Standards in der Ausbildung, Flexibilität in der Praxis

Am Beispiel des noch jungen Berufsbildes Physician Assistant brachten Prof. Dr. Katharina Larisch, Professorin für Physician Assistance an der CBS University of Applied Sciences, sowie Daria Hunfeld, Vorstandsvorsitzende der Deutschen Gesellschaft für Physician Assistants (DGPA), praktische Hürden zur Sprache. Diese beträfen zum einen die Ausbildung: Larisch forderte eine Standardisierung des PA-Studiums. Eine vergleichende Untersuchung des praktischen Anteils der PA-Ausbildung an Hochschulen habe teils erhebliche Unterschiede offengelegt, wie Larisch am Beispiel der körperlichen Untersuchung aufzeigte: „In 40 Stunden kann man wirklich etwas lernen, in fünf Stunden nicht.“ Hunfeld ergänzte: „PA-Fernstudiengänge ohne Praxisanteile lehnen wir als DGPA ab.“

Im Praxisalltag fehle teilweise auch rechtliche Klarheit. Larisch berichtete von einer Unsicherheit bei Ärztinnen und Ärzten, welche Leistungen überhaupt delegiert werden dürfen. Hunfeld forderte in diesem Kontext ein entsprechendes Berufsgesetz. Auch von Stillfried sprach sich für eine Kodifizierung von Kompetenzen aus, warnte aber vor einem zu starren Katalog delegierbarer Leistungen: „Wir brauchen Flexibilität, die Möglichkeit zur Anpassung an den individuellen Bedarf.“ Die Delegationsentscheidung sei auf Ebene der Praxiseinheit zu treffen.

Keine Leistung zweiter Klasse

Zur Sprache kam auch das Thema Vergütung. Für Physican Assistants gibt es in Deutschland aktuell keine eigene Abrechnungsziffer, die Abrechnung erfolgt über den delegierenden Arzt oder die delegierende Ärztin. Hunfeld appellierte an die gemeinsame Selbstverwaltung, dass dies so bleiben müsse, denn die Behandlung durch PAs sei „keine Leistung zweiter Klasse“, die Letztverantwortung bleibe immer beim Arzt oder der Ärztin. „PAs einzustellen, muss für Hausarztpraxen attraktiv sein“, betonte Boris von Maydell, Leiter der Abteilung Ambulante Versorgung beim vdek.
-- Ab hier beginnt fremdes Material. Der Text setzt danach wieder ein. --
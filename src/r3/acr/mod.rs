//! ACR module - service access for tenants and their hosts

mod api;
mod models;

pub use api::Acr;
pub use models::{AcrOperation, AcrQuery};
//! K2HR3 API client module
//!
//! Each request type builds the path, body and url params of one K2HR3 API
//! call; [`K2hr3Http`] sends it and attaches the response.

mod client;
pub mod acr;
pub mod extdata;
pub mod identity;
pub mod list;
pub mod models;
pub mod policy;
pub mod resource;
pub mod role;
pub mod service;
pub mod tenant;
#[cfg(test)]
pub(crate) mod testing;
pub mod token;
pub mod traits;
pub mod userdata;
pub mod version;

pub use acr::{Acr, AcrOperation, AcrQuery};
pub use client::K2hr3Http;
pub use extdata::Extdata;
pub use identity::scoped_token;
pub use list::{List, ListOperation};
pub use models::{ApiResponse, AuthToken, Frozen, Headers, HttpMethod, UrlParams};
pub use policy::{Policy, PolicyEffect, PolicyOperation};
pub use resource::{load_resource_file, Resource, ResourceData, ResourceOperation};
pub use role::{Role, RoleHost, RoleOperation};
pub use service::{Service, ServiceOperation};
pub use tenant::{Tenant, TenantOperation};
pub use token::{RoleToken, RoleTokenInfo, RoleTokenList, Token, TokenOperation};
pub use traits::{url_params, ApiBase, K2hr3Api};
pub use userdata::Userdata;
pub use version::Version;
//! Policy API requests

use serde_json::json;

use crate::r3::models::{AuthToken, HttpMethod};
use crate::r3::traits::{url_params, ApiBase, K2hr3Api};

use super::models::{CreatePolicy, PolicyEffect, PolicyOperation, PolicyRequest};

/// Policy request (`policy[/{name}]`)
#[derive(Debug, Clone)]
pub struct Policy {
    base: ApiBase,
    operation: Option<PolicyOperation>,
    name: String,
    effect: Option<PolicyEffect>,
    actions: Option<Vec<String>>,
    resources: Option<Vec<String>>,
    condition: Option<String>,
    alias: Option<Vec<String>>,
    service: Option<String>,
    tenant: Option<String>,
    // single resource and action checked by validate
    resource: Option<String>,
    action: Option<String>,
}

impl Policy {
    /// Policy request, authenticated when `r3token` is given
    pub fn new(r3token: Option<&str>) -> Self {
        let token = AuthToken::from(r3token.map(str::to_string));
        Self {
            base: ApiBase::new("policy").with_headers(token.json_headers()),
            operation: None,
            name: String::new(),
            effect: None,
            actions: None,
            resources: None,
            condition: None,
            alias: None,
            service: None,
            tenant: None,
            resource: None,
            action: None,
        }
    }

    /// Create a policy (POST or PUT)
    pub fn create(
        &mut self,
        name: &str,
        effect: PolicyEffect,
        actions: Option<Vec<String>>,
        resources: Option<Vec<String>>,
        condition: Option<&str>,
        alias: Option<Vec<String>>,
    ) -> &mut Self {
        self.operation = Some(PolicyOperation::Create);
        self.name = name.to_string();
        self.effect = Some(effect);
        self.actions = actions;
        self.resources = resources;
        self.condition = condition.map(str::to_string);
        self.alias = alias;
        self
    }

    /// Get a policy by name or full yrn (GET)
    pub fn get(&mut self, name: &str, service: Option<&str>) -> &mut Self {
        self.operation = Some(PolicyOperation::Get);
        self.name = name.to_string();
        self.service = service.map(str::to_string);
        self
    }

    /// Check whether `tenant` may perform `action` on `resource` (HEAD)
    pub fn validate(
        &mut self,
        name: &str,
        tenant: &str,
        resource: &str,
        action: &str,
        service: Option<&str>,
    ) -> &mut Self {
        self.operation = Some(PolicyOperation::Validate);
        self.name = name.to_string();
        self.tenant = Some(tenant.to_string());
        self.resource = Some(resource.to_string());
        self.action = Some(action.to_string());
        self.service = service.map(str::to_string);
        self
    }

    /// Delete a policy (DELETE)
    pub fn delete(&mut self, name: &str) -> &mut Self {
        self.operation = Some(PolicyOperation::Delete);
        self.name = name.to_string();
        self
    }
}

impl K2hr3Api for Policy {
    fn base(&self) -> &ApiBase {
        &self.base
    }

    fn base_mut(&mut self) -> &mut ApiBase {
        &mut self.base
    }

    fn api_path(&mut self, method: HttpMethod) -> Option<String> {
        match (method, self.operation?) {
            (HttpMethod::Post, PolicyOperation::Create) => {
                self.base.set_json_body(&PolicyRequest {
                    policy: CreatePolicy {
                        name: &self.name,
                        effect: self.effect,
                        action: self.actions.as_deref(),
                        resource: self.resources.as_deref(),
                        condition: self.condition.as_deref(),
                        alias: self.alias.as_deref(),
                    },
                });
                Some(self.base.path())
            }
            (HttpMethod::Put, PolicyOperation::Create) => {
                self.base.set_urlparams(url_params([
                    ("name", json!(self.name)),
                    ("effect", json!(self.effect)),
                    ("action", json!(self.actions)),
                    ("resource", json!(self.resources)),
                    ("condition", json!(self.condition)),
                    ("alias", json!(self.alias)),
                ]));
                Some(self.base.path())
            }
            (HttpMethod::Get, PolicyOperation::Get) => {
                self.base
                    .set_urlparams(url_params([("service", json!(self.service))]));
                Some(self.base.path_with(&self.name))
            }
            (HttpMethod::Head, PolicyOperation::Validate) => {
                self.base.set_urlparams(url_params([
                    ("tenant", json!(self.tenant)),
                    ("resource", json!(self.resource)),
                    ("action", json!(self.action)),
                    ("service", json!(self.service)),
                ]));
                Some(self.base.path_with(&self.name))
            }
            (HttpMethod::Delete, PolicyOperation::Delete) => Some(self.base.path_with(&self.name)),
            _ => None,
        }
    }
}

#[cfg(test)]
mod tests {
    use super::*;
    use crate::r3::testing::{json_body, query_pairs, MockApi};
    use wiremock::matchers::{method, path};
    use wiremock::{Mock, ResponseTemplate};

    const RESOURCE: &str = "yrn:yahoo:::demo:resource:test_resource";

    #[test]
    fn test_create_post_body() {
        let mock = MockApi::start();
        mock.mount(
            Mock::given(method("POST"))
                .and(path("/v1/policy"))
                .respond_with(ResponseTemplate::new(201).set_body_json(json!({"result": true}))),
        );

        let mut http = mock.http();
        let mut policy = Policy::new(Some("token"));
        assert!(http.post(policy.create(
            "test_policy",
            PolicyEffect::Allow,
            Some(vec!["yrn:yahoo::::action:read".to_string()]),
            Some(vec![RESOURCE.to_string()]),
            None,
            Some(vec![]),
        )));

        let request = mock.only_request();
        assert_eq!(request.headers.get("x-auth-token").unwrap(), "U=token");
        assert_eq!(
            json_body(&request),
            json!({"policy": {
                "name": "test_policy",
                "effect": "allow",
                "action": ["yrn:yahoo::::action:read"],
                "resource": [RESOURCE],
                "condition": null,
                "alias": []
            }})
        );
    }

    #[test]
    fn test_create_put_params() {
        let mut policy = Policy::new(Some("token"));
        policy.create("p", PolicyEffect::Deny, None, None, Some("cond"), None);
        assert_eq!(policy.api_path(HttpMethod::Put), Some("v1/policy".to_string()));
        let params = policy.urlparams().unwrap();
        assert_eq!(params["effect"], "deny");
        assert_eq!(params["condition"], "cond");
    }

    #[test]
    fn test_get_path_and_service() {
        let mut policy = Policy::new(Some("token"));
        policy.get("test_policy", Some("svc"));
        assert_eq!(
            policy.api_path(HttpMethod::Get),
            Some("v1/policy/test_policy".to_string())
        );
        assert_eq!(policy.urlparams().unwrap()["service"], "svc");
    }

    #[test]
    fn test_validate_without_token() {
        let mock = MockApi::start();
        mock.mount(
            Mock::given(method("HEAD"))
                .and(path("/v1/policy/yrn:yahoo:::demo:policy:p"))
                .respond_with(ResponseTemplate::new(204)),
        );

        let mut http = mock.http();
        let mut policy = Policy::new(None);
        assert!(http.head(policy.validate(
            "yrn:yahoo:::demo:policy:p",
            "demo",
            RESOURCE,
            "yrn:yahoo::::action:read",
            None,
        )));

        let request = mock.only_request();
        assert!(request.headers.get("x-auth-token").is_none());
        let keys: Vec<String> = query_pairs(&request).into_iter().map(|(k, _)| k).collect();
        assert_eq!(keys, vec!["tenant", "resource", "action"]);
    }

    #[test]
    fn test_delete_path() {
        let mut policy = Policy::new(Some(""));
        assert!(!policy.headers().unwrap().contains("x-auth-token"));
        policy.delete("test_policy");
        assert_eq!(
            policy.api_path(HttpMethod::Delete),
            Some("v1/policy/test_policy".to_string())
        );
        assert_eq!(policy.api_path(HttpMethod::Post), None);
    }
}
Für von Maydell sind eine standardisierte Ausbildung von PAs sowie eine „gewisse Definition delegierbarer Leistungen“ zwar richtig, zu komplizierte Regelungen verschöben den nötigen Systemwandel jedoch zu weit in die Zukunft. Die drei „Regionalen Gesundheitspartner“ zeigten, was bereits unter den aktuellen Rahmenbedingungen möglich sei. Die Zukunft ist nah: Dieser Eindruck enstand auch am Ende, als die Podiumsteilnehmenden befragt wurden, in wie vielen Jahren sie sich über die heutige Diskussion wundern und also Delegation, Digitalisierung und effiziente Arbeitsteilung ganz natürliche Teile des ambulanten Alltags geworden sein dürften. Die höchste Zahl lautete zehn, die niedrigste drei Jahre.